**What to work on**
Pick out each line of the records in which the word "POST" appears.
■ ■ ■ ■ ■
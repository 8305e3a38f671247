// Copyright (C) 2025 SyncMyOrders Sp. z o.o.
// SPDX-License-Identifier: AGPL-3.0-or-later
//! Common test infrastructure for appsync-intents integration tests.
//!
//! Provides TestContext with shared in-memory stores, an intent store and
//! the default controller registry, plus helpers for seeding AppContexts
//! and intents.

#![allow(dead_code)]

use std::collections::BTreeMap;
use std::sync::Arc;

use appsync_core::persistence::{DocumentStore, KvStore, MemoryStore};
use appsync_core::{AppContext, CompositeAppMeta};
use appsync_intents::model::{ClusterNodes, NodeInfo};
use appsync_intents::{IntentKind, IntentScope, IntentStore, TranslatorRegistry};
use serde::Serialize;

pub const APP_CONTEXT_ID: &str = "100";
pub const INTENT: &str = "intents1";

pub struct TestContext {
    pub kv: Arc<dyn KvStore>,
    pub docs: Arc<dyn DocumentStore>,
    pub intents: IntentStore,
    pub registry: TranslatorRegistry,
}

impl TestContext {
    pub fn new() -> Self {
        let _ = tracing_subscriber::fmt()
            .with_env_filter("appsync_intents=debug")
            .with_test_writer()
            .try_init();

        let store = Arc::new(MemoryStore::new());
        let kv: Arc<dyn KvStore> = store.clone();
        let docs: Arc<dyn DocumentStore> = store;
        let intents = IntentStore::new(docs.clone());
        let registry = TranslatorRegistry::with_defaults(kv.clone(), intents.clone());
        Self {
            kv,
            docs,
            intents,
            registry,
        }
    }

    pub fn scope(&self) -> IntentScope {
        IntentScope::new(&meta(), INTENT)
    }

    pub async fn put<T: Serialize>(&self, kind: IntentKind, parent: Option<&str>, name: &str, intent: &T) {
        self.intents
            .put(&self.scope(), kind, parent, name, intent)
            .await
            .unwrap();
    }

    /// Store a node snapshot for `cluster` (`provider+name`).
    pub async fn nodes(&self, cluster: &str, nodes: &[(&str, u64)]) {
        let (provider, name) = cluster.split_once('+').unwrap();
        let nodes = ClusterNodes {
            nodes: nodes
                .iter()
                .map(|(n, cpu)| NodeInfo {
                    name: n.to_string(),
                    labels: BTreeMap::new(),
                    allocatable: BTreeMap::from([("cpu".to_string(), *cpu)]),
                })
                .collect(),
        };
        self.intents
            .put_cluster_nodes(provider, name, &nodes)
            .await
            .unwrap();
    }

    pub async fn run(&self, controller: &str) -> appsync_intents::Result<()> {
        self.registry
            .update_app_context(controller, INTENT, APP_CONTEXT_ID)
            .await
    }

    pub async fn app_context(&self) -> AppContext {
        AppContext::load(self.kv.clone(), APP_CONTEXT_ID).await.unwrap()
    }
}

pub fn meta() -> CompositeAppMeta {
    CompositeAppMeta {
        project: "proj1".to_string(),
        composite_app: "ca1".to_string(),
        version: "v1".to_string(),
        release: "r1".to_string(),
        deployment_intent_group: "dig1".to_string(),
        namespace: "ns1".to_string(),
        level: "0".to_string(),
    }
}

/// YAML of a Deployment named `name`.
pub fn deployment(name: &str) -> Vec<u8> {
    format!(
        "apiVersion: apps/v1\nkind: Deployment\nmetadata:\n  name: {name}\nspec:\n  replicas: 1\n  template:\n    metadata:\n      labels:\n        app: {name}\n    spec:\n      containers:\n      - name: {name}\n        image: nginx\n"
    )
    .into_bytes()
}

/// Seed the test AppContext. Each row is `(app, cluster)` and gets a
/// `<app>+Deployment` resource.
pub async fn seed(ctx: &TestContext, rows: &[(&str, &str)]) -> AppContext {
    let ac = AppContext::create(ctx.kv.clone(), APP_CONTEXT_ID).await.unwrap();
    ac.add_composite_meta(&meta()).await.unwrap();
    let mut apps: Vec<String> = Vec::new();
    for (app, cluster) in rows {
        if !apps.iter().any(|a| a == app) {
            ac.add_app(app).await.unwrap();
            apps.push(app.to_string());
        }
        let app_handle = ac.get_app_handle(app).await.unwrap();
        ac.add_cluster(&app_handle, cluster).await.unwrap();
        ac.add_ordered_resource(app, cluster, &format!("{app}+Deployment"), &deployment(app))
            .await
            .unwrap();
    }
    ac.set_app_order(&apps).await.unwrap();
    ac
}
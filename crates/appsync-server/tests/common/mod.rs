// Copyright (C) 2025 SyncMyOrders Sp. z o.o.
// SPDX-License-Identifier: AGPL-3.0-or-later
//! Common test infrastructure for appsync-server integration tests.
//!
//! Provides TestContext with an in-memory store, simulated clusters, a
//! running runtime and the HTTP router wired to all of them.

#![allow(dead_code)]

use std::sync::Arc;
use std::time::Duration;

use appsync_core::client::fake::FakeClusters;
use appsync_core::persistence::{DocumentStore, KvStore, MemoryStore};
use appsync_core::{AppContext, CompositeAppMeta, ReconcilerSettings, Runtime, StateValue};
use appsync_intents::{ClusterSnapshots, IntentStore, StaticInventory, TranslatorRegistry};
use appsync_server::{AppState, RpcReply, router};
use axum::Router;
use axum::body::Body;
use axum::http::{Request, StatusCode};
use serde_json::Value;
use tower::ServiceExt;

/// Upper bound for any single wait in these tests.
pub const WAIT: Duration = Duration::from_secs(10);

pub struct TestContext {
    pub kv: Arc<dyn KvStore>,
    pub docs: Arc<dyn DocumentStore>,
    pub clusters: Arc<FakeClusters>,
    pub inventory: Arc<StaticInventory>,
    pub intents: IntentStore,
    pub runtime: Runtime,
    pub app: Router,
}

impl TestContext {
    pub async fn new() -> Self {
        let _ = tracing_subscriber::fmt()
            .with_env_filter("appsync_server=debug,appsync_core=info")
            .with_test_writer()
            .try_init();

        let store = Arc::new(MemoryStore::new());
        let kv: Arc<dyn KvStore> = store.clone();
        let docs: Arc<dyn DocumentStore> = store;
        let clusters = FakeClusters::new();

        let runtime = Runtime::builder()
            .kv_store(kv.clone())
            .document_store(docs.clone())
            .settings(
                ReconcilerSettings::default()
                    .with_wait_time(Duration::from_millis(10))
                    .with_stop_poll_interval(Duration::from_millis(20))
                    .with_dependency_delay(Duration::from_millis(50)),
            )
            .fake_clusters(clusters.clone())
            .build()
            .unwrap()
            .start()
            .await
            .unwrap();

        let intents = IntentStore::new(docs.clone());
        let inventory = StaticInventory::new();
        let state = AppState {
            runtime: runtime.clone(),
            translators: TranslatorRegistry::with_defaults(kv.clone(), intents.clone()),
            snapshots: ClusterSnapshots::new(intents.clone(), inventory.clone()),
        };

        Self {
            kv,
            docs,
            clusters,
            inventory,
            intents,
            runtime,
            app: router(state),
        }
    }

    /// POST `body` as JSON and decode the reply.
    pub async fn rpc(&self, uri: &str, body: Value) -> RpcReply {
        let response = self
            .app
            .clone()
            .oneshot(
                Request::builder()
                    .method("POST")
                    .uri(uri)
                    .header("content-type", "application/json")
                    .body(Body::from(body.to_string()))
                    .unwrap(),
            )
            .await
            .unwrap();
        assert_eq!(response.status(), StatusCode::OK);
        let bytes = axum::body::to_bytes(response.into_body(), usize::MAX)
            .await
            .unwrap();
        serde_json::from_slice(&bytes).unwrap()
    }

    pub async fn quiesce(&self, id: &str) {
        tokio::time::timeout(WAIT, self.runtime.wait_for_quiescence(id))
            .await
            .unwrap_or_else(|_| panic!("worker of {id} did not go idle"));
    }

    pub async fn status(&self, id: &str) -> StateValue {
        self.runtime
            .app_context(id)
            .await
            .unwrap()
            .get_status()
            .await
            .unwrap()
    }
}

/// YAML of a ConfigMap named `name` carrying `value`.
pub fn config_map(name: &str, value: &str) -> Vec<u8> {
    format!(
        "apiVersion: v1\nkind: ConfigMap\nmetadata:\n  name: {name}\n  namespace: default\ndata:\n  value: \"{value}\"\n"
    )
    .into_bytes()
}

/// Create AppContext `id` with one app `a1` and one ConfigMap per cluster.
pub async fn seed(kv: &Arc<dyn KvStore>, id: &str, clusters: &[&str], value: &str) -> AppContext {
    let ac = AppContext::create(kv.clone(), id).await.unwrap();
    ac.add_composite_meta(&CompositeAppMeta {
        project: "proj1".to_string(),
        composite_app: "ca1".to_string(),
        version: "v1".to_string(),
        release: "r1".to_string(),
        deployment_intent_group: "dig1".to_string(),
        namespace: "default".to_string(),
        level: "0".to_string(),
    })
    .await
    .unwrap();
    ac.add_app("a1").await.unwrap();
    let app_handle = ac.get_app_handle("a1").await.unwrap();
    for cluster in clusters {
        ac.add_cluster(&app_handle, cluster).await.unwrap();
        ac.add_ordered_resource("a1", cluster, "cm1+ConfigMap", &config_map("cm1", value))
            .await
            .unwrap();
    }
    ac.set_app_order(&["a1".to_string()]).await.unwrap();
    ac
}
■ ■ ■ ■ ■
**Answer to this problem**
    /// POST `body` as JSON and decode the reply.
                    .method("POST")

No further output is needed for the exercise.